In this calendar year alone, the U.S. DOE announced a multiyear biofuels research and development investment of more than $1 billion. These cost-share grants—in which the government returns a certain portion of every dollar a company or researcher spends—included $385 million for six commercial-scale cellulosic ethanol plants, $375 million for the establishment of three bioenergy research centers, $200 million for small-scale, pilot biorefineries, $34 million for enzymes research and $23 million for projects to develop efficient microbes for the biomass-to-ethanol conversion.
Nearly two-thirds of these funding opportunities were provided by the DOE Office of Energy Efficiency and Renewable Energy (EERE) while the remainder, the financing for the bioenergy research centers, was provided by the DOE Office of Science.
"It was an unprecedented year," says Jacques Beaudry-Losique, DOE program manager for the EERE's Industrial Technologies Program. "This is probably the largest amount we've announced in a very long time. It's certainly far higher than what was done in previous years."
Perhaps a better metric for evaluating the significance of these investments is the annual budgets for the DOE offices, Beaudry-Losique says. "The budget is really the core sign of commitment and these have been up by at least 30 percent in '07 and '08 versus previous years," he says.
Take the EERE, for example. The annual budget for EERE's Biomass Program has jumped more than 60 percent from $87 million in 2005 to $224 million in 2007. Although the office's 2008 budget had not been resolved by press time, the U.S. House appropriations bill would increase funding for the Biomass Program to $250 million while the U.S. Senate bill would increase funding to $244 million. "Now they have to agree in conference on what the final number will be so you never know," Beaudry-Losique says. But "the outlook is very good."
Funding Opportunities
The EERE determines the types of research, development and deployment the office will fund based on administration priorities like the president's "20 in 10" plan, congressional legislation such as the Energy Policy Act of 2005 and the DOE's internal goal of protecting national and economic security by promoting the development and delivery of reliable, affordable and environmentally friendly energy. "We have been mandated by the president to make cellulosic ethanol cost competitive with corn-based ethanol by 2012 so we look at the major technology barriers that exist today to bring that cost down to where it needs to be," Beaudry-Losique explains. "We organize solicitations around these barriers."
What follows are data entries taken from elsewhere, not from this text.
use serde::Deserialize;

/// Browser-like user agent presented to the listing site.
pub const DEFAULT_USER_AGENT: &str = "Mozilla/5.0 (Windows NT 10.0; Win64; x64) \
     AppleWebKit/537.36 (KHTML, like Gecko) Chrome/125.0.0.0 Safari/537.36";

/// Main configuration structure for veranda
#[derive(Debug, Clone, Deserialize)]
pub struct Config {
    pub site: SiteConfig,
    pub crawler: CrawlerConfig,
    pub output: OutputConfig,
    #[serde(default)]
    pub serve: ServeConfig,
}

/// Target site configuration
#[derive(Debug, Clone, Deserialize)]
pub struct SiteConfig {
    /// Canonical first-page search URL (page 1 of the listing search)
    #[serde(rename = "search-url")]
    pub search_url: String,

    /// Site origin used to absolutize site-relative listing URLs,
    /// e.g. "https://www.99acres.com" (no trailing slash)
    pub origin: String,
}

/// Crawler behavior configuration
#[derive(Debug, Clone, Deserialize)]
pub struct CrawlerConfig {
    /// Highest API page number to walk (pagination starts at page 2)
    #[serde(rename = "max-pages", default = "default_max_pages")]
    pub max_pages: u32,

    /// Total fetch attempts per URL before giving up
    #[serde(rename = "retry-attempts", default = "default_retry_attempts")]
    pub retry_attempts: u32,

    /// Upper bound on the randomized exponential backoff, in seconds
    #[serde(rename = "backoff-cap-secs", default = "default_backoff_cap_secs")]
    pub backoff_cap_secs: u64,

    /// TCP connect timeout, in seconds
    #[serde(rename = "connect-timeout-secs", default = "default_connect_timeout_secs")]
    pub connect_timeout_secs: u64,

    /// Full-response read timeout, in seconds
    #[serde(rename = "read-timeout-secs", default = "default_read_timeout_secs")]
    pub read_timeout_secs: u64,

    /// Lower bound of the politeness pause between page fetches, milliseconds
    #[serde(rename = "min-pause-ms", default = "default_min_pause_ms")]
    pub min_pause_ms: u64,

    /// Upper bound of the politeness pause between page fetches, milliseconds
    #[serde(rename = "max-pause-ms", default = "default_max_pause_ms")]
    pub max_pause_ms: u64,

    /// User agent string sent with every request
    #[serde(rename = "user-agent", default = "default_user_agent")]
    pub user_agent: String,
}

impl Default for CrawlerConfig {
    fn default() -> Self {
        Self {
            max_pages: default_max_pages(),
            retry_attempts: default_retry_attempts(),
            backoff_cap_secs: default_backoff_cap_secs(),
            connect_timeout_secs: default_connect_timeout_secs(),
            read_timeout_secs: default_read_timeout_secs(),
            min_pause_ms: default_min_pause_ms(),
            max_pause_ms: default_max_pause_ms(),
            user_agent: default_user_agent(),
        }
    }
}

/// Output artifact paths
#[derive(Debug, Clone, Deserialize)]
pub struct OutputConfig {
    /// Raw crawled dataset (CSV)
    #[serde(rename = "raw-path")]
    pub raw_path: String,

    /// Cleaned dataset (CSV); rejects land next to it as <stem>.rejects.csv
    #[serde(rename = "clean-path")]
    pub clean_path: String,

    /// SQLite checkpoint database holding the visited-URL set
    #[serde(rename = "checkpoint-path")]
    pub checkpoint_path: String,

    /// Directory receiving archived raw HTML bodies (best effort)
    #[serde(rename = "html-archive-dir")]
    pub html_archive_dir: String,

    /// Fitted price model artifact (JSON)
    #[serde(rename = "model-path")]
    pub model_path: String,
}

/// Prediction endpoint configuration
#[derive(Debug, Clone, Deserialize)]
pub struct ServeConfig {
    /// Address the HTTP server binds to
    #[serde(rename = "bind-addr", default = "default_bind_addr")]
    pub bind_addr: String,
}

impl Default for ServeConfig {
    fn default() -> Self {
        Self {
            bind_addr: default_bind_addr(),
        }
    }
}

fn default_max_pages() -> u32 {
    50
}

fn default_retry_attempts() -> u32 {
    5
}

fn default_backoff_cap_secs() -> u64 {
    30
}

fn default_connect_timeout_secs() -> u64 {
    5
}

fn default_read_timeout_secs() -> u64 {
    40
}

fn default_min_pause_ms() -> u64 {
    1500
}

fn default_max_pause_ms() -> u64 {
    3500
}

fn default_user_agent() -> String {
    DEFAULT_USER_AGENT.to_string()
}

fn default_bind_addr() -> String {
    "127.0.0.1:8080".to_string()
}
Once the office decides the kind of projects it will fund, the agency issues a funding opportunity announcement. Interested parties submit their applications, which are first screened for compliance with the language of the solicitation by DOE representatives in the Golden, Colo., field office as well as independent contractors. The applications that survive this first screening are then reviewed by a technical review panel comprised of DOE national laboratory experts as well as external experts. These reviewers score each proposal according to a list of criteria that were included in the original funding announcement. The panel of experts decides which projects pass and which fail and finally produce a committee report that goes to a program manager like Beaudry-Losique. The program manager then signs a selection statement and a notification to Congress as well as informing the applicants of the outcome. "It's a fairly independent process," Beaudry-Losique says.
Before recipients can draw from these grants, however, project leaders must negotiate the terms of the funding award. In the traditional type of funding agreement used by the DOE called a cooperative agreement, the conditions for receiving certain portions of the funds are laid out. These conditions include how and when the funds will be dispersed and what milestones the companies or researchers must achieve to get certain portions of their funding. These negotiations typically take two to three months for smaller projects or up to nine months for more complex projects, Beaudry-Losique explains.
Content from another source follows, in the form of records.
//! Crawl orchestration over both listing sources
//!
//! One crawl is a short, fixed itinerary: fetch page 1, lift its embedded
//! listings, discover the pagination API endpoint, then walk API pages
//! until one comes back empty. The orchestrator owns the ordering and the
//! stop conditions; fetching and extraction live in their own modules.

use crate::checkpoint::CheckpointStore;
use crate::config::SiteConfig;
use crate::crawler::{discover_api_endpoint, extract_embedded_listings, Fetcher};
use crate::listing::{normalize, ListingRecord, RawListing};
use serde::Deserialize;
use tracing::{debug, info, warn};

/// Outcome of one crawl
#[derive(Debug)]
pub struct CrawlReport {
    /// Every admitted record, embedded listings first, then API pages in
    /// ascending page order
    pub records: Vec<ListingRecord>,

    /// Records that came from the embedded page-1 payload
    pub embedded_count: usize,

    /// API pages successfully fetched, including the empty page that
    /// ended the walk; a page whose fetch fails is not counted
    pub api_pages_fetched: u32,

    /// Whether the pagination endpoint was found in the page-1 HTML
    pub endpoint_resolved: bool,

    /// Set when the first page could not be fetched at all; the crawl
    /// then carries no records
    pub page1_error: Option<String>,
}

impl CrawlReport {
    fn empty_after_page1_failure(error: String) -> Self {
        Self {
            records: Vec::new(),
            embedded_count: 0,
            api_pages_fetched: 0,
            endpoint_resolved: false,
            page1_error: Some(error),
        }
    }
}

/// Shape of one pagination API response. Anything beyond the listing
/// array is ignored.
#[derive(Deserialize)]
struct ApiPage {
    #[serde(default)]
    listings: Option<Vec<RawListing>>,
}

/// Crawler over one configured listing search
///
/// Construction takes the fetcher and checkpoint store ready-made, which
/// keeps the crawl logic independent of how either is set up. The crawler
/// issues one request at a time.
pub struct Crawler {
    fetcher: Fetcher,
    store: CheckpointStore,
    search_url: String,
    origin: String,
    max_pages: u32,
}

impl Crawler {
    /// Creates a crawler for one listing search.
    ///
    /// # Arguments
    ///
    /// * `fetcher` - The fetcher issuing all page requests
    /// * `store` - Visited-URL store consulted and extended during the walk
    /// * `site` - Search URL and origin of the target site
    /// * `max_pages` - Highest API page number to request
    pub fn new(fetcher: Fetcher, store: CheckpointStore, site: &SiteConfig, max_pages: u32) -> Self {
        Self {
            fetcher,
            store,
            search_url: site.search_url.clone(),
            origin: site.origin.clone(),
            max_pages,
        }
    }

    /// Runs the crawl to completion and reports what it gathered.
    ///
    /// Fetch and extraction failures never escape: a dead first page
    /// yields an empty report carrying the error text, a missing embedded
    /// payload yields zero embedded records, and an unresolved endpoint
    /// ends the crawl with the embedded records only. The error that does
    /// escape is a checkpoint store failure, since continuing without the
    /// visited set would re-emit old listings.
    pub async fn crawl(&self) -> crate::Result<CrawlReport> {
        info!(url = %self.search_url, "fetching first search page");
        let html = match self.fetcher.fetch(&self.search_url).await {
            Ok(html) => html,
            Err(e) => {
                warn!("first search page unavailable, nothing to ingest: {e}");
                return Ok(CrawlReport::empty_after_page1_failure(e.to_string()));
            }
        };
        self.fetcher.archive("page1.html", &html);

        let embedded = match extract_embedded_listings(&html) {
            Ok(items) => self.admit(normalize(items, &self.origin), false)?,
            Err(e) => {
                warn!("embedded listings unavailable: {e}");
                Vec::new()
            }
        };
        let embedded_count = embedded.len();
        info!(count = embedded_count, "embedded listings admitted");

        let mut records = embedded;

        let template = match discover_api_endpoint(&html, &self.origin) {
            Ok(template) => template,
            Err(e) => {
                warn!("pagination endpoint not resolved, keeping first-page listings only: {e}");
                return Ok(CrawlReport {
                    records,
                    embedded_count,
                    api_pages_fetched: 0,
                    endpoint_resolved: false,
                    page1_error: None,
                });
            }
        };

        let mut api_pages_fetched = 0;
        for page in 2..=self.max_pages {
            let url = template.page_url(page);
            info!(page, url = %url, "fetching API page");

            let body = match self.fetcher.fetch(url.as_str()).await {
                Ok(body) => body,
                Err(e) => {
                    warn!(page, "API page unavailable, stopping pagination: {e}");
                    break;
                }
            };
            api_pages_fetched += 1;

            // The stop condition looks at the page as served, before any
            // already-seen listings are filtered out
            let items = parse_api_listings(&body);
            if items.is_empty() {
                info!(page, "empty API page, pagination complete");
                break;
            }

            let admitted = self.admit(normalize(items, &self.origin), true)?;
            debug!(page, admitted = admitted.len(), "API page admitted");
            records.extend(admitted);

            self.fetcher.pause().await;
        }

        info!(
            total = records.len(),
            embedded = embedded_count,
            api_pages = api_pages_fetched,
            "crawl finished"
        );

        Ok(CrawlReport {
            records,
            embedded_count,
            api_pages_fetched,
            endpoint_resolved: true,
            page1_error: None,
        })
    }

    /// Filters out records whose URL the store has already seen, keeping
    /// page order. With `mark` set, newly admitted URLs are written to the
    /// store; embedded page-1 records pass with `mark` unset so a later
    /// API appearance of the same listing still registers.
    ///
    /// Records without a URL cannot be deduplicated and always pass.
    fn admit(
        &self,
        records: Vec<ListingRecord>,
        mark: bool,
    ) -> crate::Result<Vec<ListingRecord>> {
        let mut admitted = Vec::with_capacity(records.len());
        for record in records {
            let Some(url) = record.detail_url.as_deref() else {
                admitted.push(record);
                continue;
            };
            if self.store.has_seen(url)? {
                debug!(url, "already ingested, skipping");
                continue;
            }
            if mark {
                self.store.mark_seen(url)?;
            }
            admitted.push(record);
        }
        Ok(admitted)
    }
}

/// Parses one API response body into its listing items.
///
/// A body that is not JSON, or JSON without a listing array, reads as an
/// empty page, which ends pagination upstream instead of aborting the
/// crawl.
fn parse_api_listings(body: &str) -> Vec<RawListing> {
    match serde_json::from_str::<ApiPage>(body) {
        Ok(page) => page.listings.unwrap_or_default(),
        Err(e) => {
            warn!("API page body was not parseable, treating as end of results: {e}");
            Vec::new()
        }
    }
}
"[Being chosen as a recipient] was more like getting a credit card application in the mail saying ‘hey you've been pre-approved for say a $25,000 line of credit but now you have to qualify,'" says Arnold Klann, CEO of BlueFire Ethanol Inc., which was chosen to receive up to $40 million for its commercial-scale landfill waste-to-ethanol plant. "Everybody has to negotiate a contract with the DOE." These negotiations include audits by DOE auditors to make sure accounting systems are in compliance and approval of the project development approach and planning by DOE subcontractors.
In addition, the DOE is working on a new type of agreement called a technology investment agreement (TIA). TIAs will be used for the first time by the DOE to deal with the larger projects like BlueFire Ethanol's commercial-scale cellulosic ethanol plant. "The TIA will give us a lot more flexibility to develop and negotiate commercialization deals with the private sector with better protections for their intellectual property," Beaudry-Losique explains. "It's very innovative and we're very excited about it." This is the type of agreement that Range Fuels of Broomfield, Colo., recently negotiated with the DOE. Like BlueFire Ethanol, Range Fuels was also chosen to build a large-scale cellulosic ethanol plant with DOE monies. "This is the agreement that's going to build plants," says Mitch Mandich, chief executive officer of Range Fuels.